--- DATA IN THIS EXERCISE Enclosed Below ---
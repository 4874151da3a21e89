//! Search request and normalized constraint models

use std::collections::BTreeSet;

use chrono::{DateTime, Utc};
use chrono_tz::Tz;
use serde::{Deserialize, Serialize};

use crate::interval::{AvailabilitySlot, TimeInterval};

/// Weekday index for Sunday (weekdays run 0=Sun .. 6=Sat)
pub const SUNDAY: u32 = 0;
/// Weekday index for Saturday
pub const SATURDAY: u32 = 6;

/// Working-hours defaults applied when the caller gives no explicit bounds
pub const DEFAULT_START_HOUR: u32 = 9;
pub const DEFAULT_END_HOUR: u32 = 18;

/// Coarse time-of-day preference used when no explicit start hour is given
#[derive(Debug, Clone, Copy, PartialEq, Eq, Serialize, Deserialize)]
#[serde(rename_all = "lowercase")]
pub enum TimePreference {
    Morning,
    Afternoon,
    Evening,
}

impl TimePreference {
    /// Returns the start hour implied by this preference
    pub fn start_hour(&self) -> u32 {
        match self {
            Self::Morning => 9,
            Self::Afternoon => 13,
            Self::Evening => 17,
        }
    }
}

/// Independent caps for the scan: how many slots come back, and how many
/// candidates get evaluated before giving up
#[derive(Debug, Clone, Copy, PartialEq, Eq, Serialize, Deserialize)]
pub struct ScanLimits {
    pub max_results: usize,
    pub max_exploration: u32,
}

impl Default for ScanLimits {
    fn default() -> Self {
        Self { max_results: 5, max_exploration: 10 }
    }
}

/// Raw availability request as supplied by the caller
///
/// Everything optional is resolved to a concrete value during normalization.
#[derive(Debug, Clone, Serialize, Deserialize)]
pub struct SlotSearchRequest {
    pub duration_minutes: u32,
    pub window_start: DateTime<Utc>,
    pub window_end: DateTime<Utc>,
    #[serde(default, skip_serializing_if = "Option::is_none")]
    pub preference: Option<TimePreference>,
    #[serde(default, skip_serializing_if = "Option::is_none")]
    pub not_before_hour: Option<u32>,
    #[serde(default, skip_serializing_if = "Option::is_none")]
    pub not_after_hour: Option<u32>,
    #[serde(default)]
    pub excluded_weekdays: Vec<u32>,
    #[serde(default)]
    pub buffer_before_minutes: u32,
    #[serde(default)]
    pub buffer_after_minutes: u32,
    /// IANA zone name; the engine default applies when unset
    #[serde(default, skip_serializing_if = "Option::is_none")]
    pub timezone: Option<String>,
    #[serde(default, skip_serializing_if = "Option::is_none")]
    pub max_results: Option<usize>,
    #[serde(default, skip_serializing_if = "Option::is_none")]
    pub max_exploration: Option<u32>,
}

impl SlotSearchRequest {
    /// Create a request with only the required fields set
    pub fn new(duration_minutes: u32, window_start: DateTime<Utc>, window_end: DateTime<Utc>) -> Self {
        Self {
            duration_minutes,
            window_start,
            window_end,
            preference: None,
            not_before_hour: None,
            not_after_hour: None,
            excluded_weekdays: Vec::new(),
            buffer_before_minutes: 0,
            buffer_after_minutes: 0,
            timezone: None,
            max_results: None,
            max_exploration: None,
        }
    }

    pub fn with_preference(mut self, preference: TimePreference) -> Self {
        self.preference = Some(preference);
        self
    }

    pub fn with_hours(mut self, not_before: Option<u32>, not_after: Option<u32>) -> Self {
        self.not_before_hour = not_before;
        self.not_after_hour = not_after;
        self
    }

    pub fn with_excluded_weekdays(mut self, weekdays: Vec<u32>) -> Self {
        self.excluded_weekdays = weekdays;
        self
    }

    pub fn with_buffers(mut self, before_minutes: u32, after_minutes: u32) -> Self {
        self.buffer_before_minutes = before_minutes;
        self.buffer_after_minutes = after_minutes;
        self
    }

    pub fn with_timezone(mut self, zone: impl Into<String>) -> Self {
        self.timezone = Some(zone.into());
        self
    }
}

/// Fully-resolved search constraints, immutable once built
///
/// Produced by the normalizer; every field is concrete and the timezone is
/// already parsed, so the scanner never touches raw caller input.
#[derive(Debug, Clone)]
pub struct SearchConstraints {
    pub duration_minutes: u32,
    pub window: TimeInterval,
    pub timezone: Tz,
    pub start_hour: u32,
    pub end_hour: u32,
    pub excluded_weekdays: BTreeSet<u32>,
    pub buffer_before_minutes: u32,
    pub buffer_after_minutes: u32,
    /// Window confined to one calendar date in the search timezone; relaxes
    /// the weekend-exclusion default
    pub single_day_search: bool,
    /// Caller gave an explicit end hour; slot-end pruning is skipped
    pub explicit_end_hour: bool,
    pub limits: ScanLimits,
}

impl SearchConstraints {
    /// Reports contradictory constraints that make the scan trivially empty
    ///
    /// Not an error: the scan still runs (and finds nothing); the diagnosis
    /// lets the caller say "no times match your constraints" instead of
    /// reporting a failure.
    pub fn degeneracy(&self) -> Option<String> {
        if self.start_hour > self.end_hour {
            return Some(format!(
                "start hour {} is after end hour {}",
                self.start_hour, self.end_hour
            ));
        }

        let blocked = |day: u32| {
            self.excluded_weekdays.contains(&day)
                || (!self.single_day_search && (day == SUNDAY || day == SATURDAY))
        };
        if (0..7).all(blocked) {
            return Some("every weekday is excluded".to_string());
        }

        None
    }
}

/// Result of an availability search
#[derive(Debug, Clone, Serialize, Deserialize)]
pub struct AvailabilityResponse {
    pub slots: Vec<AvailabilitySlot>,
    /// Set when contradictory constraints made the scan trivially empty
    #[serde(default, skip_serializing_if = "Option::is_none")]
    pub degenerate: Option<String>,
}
--- End of Enclosed DATA IN THIS EXERCISE ---
--- DATA IN THIS EXERCISE Enclosed Below ---
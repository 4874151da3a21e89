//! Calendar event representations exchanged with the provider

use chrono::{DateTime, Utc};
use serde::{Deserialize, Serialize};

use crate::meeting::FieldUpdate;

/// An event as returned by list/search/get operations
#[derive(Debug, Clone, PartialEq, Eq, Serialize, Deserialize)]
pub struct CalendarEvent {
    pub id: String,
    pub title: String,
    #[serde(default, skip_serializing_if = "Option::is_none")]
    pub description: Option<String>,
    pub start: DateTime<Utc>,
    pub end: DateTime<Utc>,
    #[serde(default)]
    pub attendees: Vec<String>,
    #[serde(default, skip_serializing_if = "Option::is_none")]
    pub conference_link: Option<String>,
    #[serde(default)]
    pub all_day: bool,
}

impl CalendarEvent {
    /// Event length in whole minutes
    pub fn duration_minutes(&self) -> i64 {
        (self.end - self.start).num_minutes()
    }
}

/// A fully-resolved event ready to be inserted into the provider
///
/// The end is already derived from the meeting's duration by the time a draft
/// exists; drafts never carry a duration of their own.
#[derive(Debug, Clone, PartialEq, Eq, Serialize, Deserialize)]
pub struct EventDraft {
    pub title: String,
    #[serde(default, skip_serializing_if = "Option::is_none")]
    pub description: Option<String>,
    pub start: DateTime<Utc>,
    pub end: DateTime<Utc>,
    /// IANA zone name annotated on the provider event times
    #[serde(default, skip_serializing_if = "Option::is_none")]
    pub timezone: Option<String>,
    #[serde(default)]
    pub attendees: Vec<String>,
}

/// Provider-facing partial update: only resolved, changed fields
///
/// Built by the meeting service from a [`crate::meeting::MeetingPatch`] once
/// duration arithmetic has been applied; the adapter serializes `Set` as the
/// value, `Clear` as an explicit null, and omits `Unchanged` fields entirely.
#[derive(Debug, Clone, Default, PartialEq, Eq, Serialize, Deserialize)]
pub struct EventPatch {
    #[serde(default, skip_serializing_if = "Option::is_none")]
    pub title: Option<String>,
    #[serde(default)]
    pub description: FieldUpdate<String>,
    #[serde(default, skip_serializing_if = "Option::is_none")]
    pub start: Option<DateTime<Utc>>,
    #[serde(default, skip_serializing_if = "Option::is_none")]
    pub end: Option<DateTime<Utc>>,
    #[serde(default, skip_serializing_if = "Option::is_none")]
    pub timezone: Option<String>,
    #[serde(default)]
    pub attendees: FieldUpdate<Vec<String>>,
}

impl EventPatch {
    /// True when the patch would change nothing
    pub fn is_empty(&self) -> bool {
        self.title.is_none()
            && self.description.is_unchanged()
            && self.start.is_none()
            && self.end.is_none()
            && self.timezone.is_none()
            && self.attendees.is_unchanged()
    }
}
--- End of Enclosed DATA IN THIS EXERCISE ---
--- DATA IN THIS EXERCISE Enclosed Below ---
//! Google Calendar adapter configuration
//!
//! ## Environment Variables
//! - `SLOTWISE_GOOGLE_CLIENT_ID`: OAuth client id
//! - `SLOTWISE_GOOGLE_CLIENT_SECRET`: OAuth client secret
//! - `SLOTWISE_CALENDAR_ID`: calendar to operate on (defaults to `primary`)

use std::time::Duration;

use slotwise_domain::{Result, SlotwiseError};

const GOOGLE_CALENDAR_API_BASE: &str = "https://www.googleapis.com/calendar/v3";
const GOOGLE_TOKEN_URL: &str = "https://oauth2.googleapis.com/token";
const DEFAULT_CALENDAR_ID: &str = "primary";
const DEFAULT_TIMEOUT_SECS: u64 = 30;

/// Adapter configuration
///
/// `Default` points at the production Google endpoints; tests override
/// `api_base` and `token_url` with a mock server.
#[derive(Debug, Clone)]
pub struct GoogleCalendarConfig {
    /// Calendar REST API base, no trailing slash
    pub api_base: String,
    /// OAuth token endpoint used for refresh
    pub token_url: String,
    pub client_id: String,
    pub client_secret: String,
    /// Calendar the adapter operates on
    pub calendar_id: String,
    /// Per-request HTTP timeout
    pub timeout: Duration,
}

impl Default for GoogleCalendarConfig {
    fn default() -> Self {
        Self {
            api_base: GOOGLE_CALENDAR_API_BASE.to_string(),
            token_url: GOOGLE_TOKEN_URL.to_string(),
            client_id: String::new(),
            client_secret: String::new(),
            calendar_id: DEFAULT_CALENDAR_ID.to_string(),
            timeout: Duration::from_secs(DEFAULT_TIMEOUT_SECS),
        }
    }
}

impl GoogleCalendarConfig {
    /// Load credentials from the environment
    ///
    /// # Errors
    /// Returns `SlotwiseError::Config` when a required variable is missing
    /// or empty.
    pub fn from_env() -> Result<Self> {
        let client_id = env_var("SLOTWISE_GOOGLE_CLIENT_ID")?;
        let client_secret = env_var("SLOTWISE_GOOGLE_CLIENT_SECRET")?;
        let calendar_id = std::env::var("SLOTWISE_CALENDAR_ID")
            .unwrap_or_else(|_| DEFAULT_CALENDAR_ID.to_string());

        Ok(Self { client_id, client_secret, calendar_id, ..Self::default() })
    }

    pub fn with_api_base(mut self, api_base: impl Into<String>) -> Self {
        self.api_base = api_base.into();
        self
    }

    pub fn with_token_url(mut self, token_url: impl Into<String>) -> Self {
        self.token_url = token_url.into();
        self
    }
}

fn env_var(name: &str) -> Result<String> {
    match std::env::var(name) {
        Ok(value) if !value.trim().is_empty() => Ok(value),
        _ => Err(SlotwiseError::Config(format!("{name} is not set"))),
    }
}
--- End of Enclosed DATA IN THIS EXERCISE ---
REQUIRED ACTION: For the string "FieldUpdate", search the preceding data and copy every line that includes it.

EXERCISE RESPONSE:
use crate::meeting::FieldUpdate;
    pub description: FieldUpdate<String>,
    pub attendees: FieldUpdate<Vec<String>>,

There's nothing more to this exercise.